◆ Records to process
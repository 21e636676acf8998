use crate::snapshot::Results;
use crate::ui::key_span;
use crate::ui::layout::calculate_summary_chunks;
use crate::utils::{format_duration, truncate_string};
use ratatui::{
    layout::Alignment,
    style::{Color, Modifier, Style},
    text::{Line, Span, Text},
    widgets::{Block, Borders, Paragraph, Wrap},
    Frame,
};

/// Rows each review entry occupies before wrapping.
pub const REVIEW_LINES_PER_ENTRY: u16 = 6;

pub fn draw_summary(f: &mut Frame, results: &Results, scroll: u16) {
    let layout = calculate_summary_chunks(f.area());

    let title = Paragraph::new("Quiz Completed!")
        .style(
            Style::default()
                .fg(Color::Cyan)
                .add_modifier(Modifier::BOLD),
        )
        .alignment(Alignment::Center)
        .block(Block::default().borders(Borders::ALL));
    f.render_widget(title, layout.header_area);

    let mut stats = Text::default();
    stats.push_line(Line::from(Span::styled(
        format!("Your Score: {}/{}", results.score, results.total),
        Style::default().add_modifier(Modifier::BOLD),
    )));
    stats.push_line(Line::from(format!("Percentage: {:.2}%", results.percentage)));
    stats.push_line(Line::from(format!(
        "Total Time: {}",
        format_duration(results.total_elapsed)
    )));
    stats.push_line(Line::from(format!(
        "Average Time per Question: {}",
        format_duration(results.average_per_question)
    )));
    let stats = Paragraph::new(stats).block(Block::default().borders(Borders::ALL).title("Results"));
    f.render_widget(stats, layout.stats_area);

    let bold = Style::default().add_modifier(Modifier::BOLD);
    let mut review = Text::default();
    for entry in &results.entries {
        let (mark, answer_style) = if entry.correct {
            ("[✓]", Style::default().fg(Color::Green).add_modifier(Modifier::BOLD))
        } else {
            ("[✗]", Style::default().fg(Color::Red).add_modifier(Modifier::BOLD))
        };

        review.push_line(Line::from(Span::styled(
            format!(
                "{} Question {}: {}",
                mark,
                entry.number,
                truncate_string(entry.question.text, 70)
            ),
            bold,
        )));
        review.push_line(Line::from(vec![
            Span::styled("   Your answer: ", bold),
            Span::styled(entry.answer.to_string(), answer_style),
        ]));
        review.push_line(Line::from(vec![
            Span::styled("   Correct answer: ", bold),
            Span::from(entry.question.correct_answer),
        ]));
        review.push_line(Line::from(vec![
            Span::styled("   Time taken: ", bold),
            Span::from(format_duration(entry.duration)),
        ]));
        review.push_line(Line::from(vec![
            Span::styled("   Explanation: ", bold),
            Span::from(entry.question.explanation),
        ]));
        review.push_line(Line::from(""));
    }

    let review = Paragraph::new(review)
        .wrap(Wrap { trim: false })
        .scroll((scroll, 0))
        .block(
            Block::default()
                .borders(Borders::ALL)
                .title("Review Your Answers"),
        );
    f.render_widget(review, layout.review_area);

    let help_text = vec![Line::from(vec![
        key_span("↑/↓"),
        Span::from(" Scroll  "),
        key_span("r"),
        Span::from(" Restart Quiz  "),
        key_span("q"),
        Span::from(" Quit"),
    ])];
    let help = Paragraph::new(help_text)
        .alignment(Alignment::Center)
        .block(Block::default().borders(Borders::ALL));
    f.render_widget(help, layout.footer_area);
}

◆ What to do
Give the number of lines in the data that contain the string "Your" and nothing more.

◆ Problem solution
3